In the wrong hands, a line like that — and, frankly, a movie like this — could sink like a stone. So the casting of Damon in this role is key, not only because he’s credibly smart enough to play a botanist/astronaut/MacGyver in space, but because usually, his neighborhood-guy likability puts you on his side. You’re up there with him, and hopefully pulling for him, not unlike Tom Hanks on the desert island in Cast Away. And Damon doesn’t need a volleyball, as the film wisely has Watney keep filing video logs of the mission, ostensibly to document it but presumably to give himself “someone” to talk to. So there’s your exposition and explanation; it also allows welcome shots of humor, via dialogue like, “I don’t mean to sound arrogant, but I am the greatest botanist on this planet.”

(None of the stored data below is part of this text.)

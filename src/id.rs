//! ID generation utilities for Botdesk
//!
//! Provides timestamps and unique invocation identifiers for log correlation.
//! The workspace's staleness guard uses its own numeric submission counter,
//! not these strings.

use rand::Rng;

/// Get current timestamp in milliseconds since Unix epoch
pub fn now_ms() -> u64 {
    std::time::SystemTime::now()
        .duration_since(std::time::UNIX_EPOCH)
        .unwrap()
        .as_millis() as u64
}

/// Generate a unique invocation ID
///
/// Format: `inv-{timestamp_ms}-{random_hex}`
/// Example: `inv-1754500800123-a1b2`
pub fn generate_invocation_id() -> String {
    let timestamp = now_ms();
    let random: u16 = rand::rng().random();
    format!("inv-{}-{:04x}", timestamp, random)
}

#[cfg(test)]
mod tests {
    use super::*;

    #[test]
    fn test_now_ms_returns_reasonable_timestamp() {
        let ts = now_ms();
        // Should be after 2020-01-01 and before 2100-01-01
        assert!(ts > 1577836800000);
        assert!(ts < 4102444800000);
    }

    #[test]
    fn test_generate_invocation_id_format() {
        let id = generate_invocation_id();
        assert!(id.starts_with("inv-"));
        let parts: Vec<&str> = id.split('-').collect();
        assert_eq!(parts.len(), 3);
        assert_eq!(parts[0], "inv");
        assert!(parts[1].chars().all(|c| c.is_ascii_digit()));
        assert_eq!(parts[2].len(), 4);
        assert!(parts[2].chars().all(|c| c.is_ascii_hexdigit()));
    }

    #[test]
    fn test_generate_invocation_id_uniqueness() {
        let id1 = generate_invocation_id();
        let id2 = generate_invocation_id();
        assert_ne!(id1, id2);
    }
}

For much of the first act, The Martian seems to follow the mold of the Zemeckis film — and then it begins to break away. For reasons frankly never quite explained to my satisfaction, communication with NASA isn’t possible, until a satellite watcher takes note of unexplained movements on the red planet. And thus the space organization must pull an “eh, not so much” following a public tragedy and state funeral, and figure out how to get this guy home.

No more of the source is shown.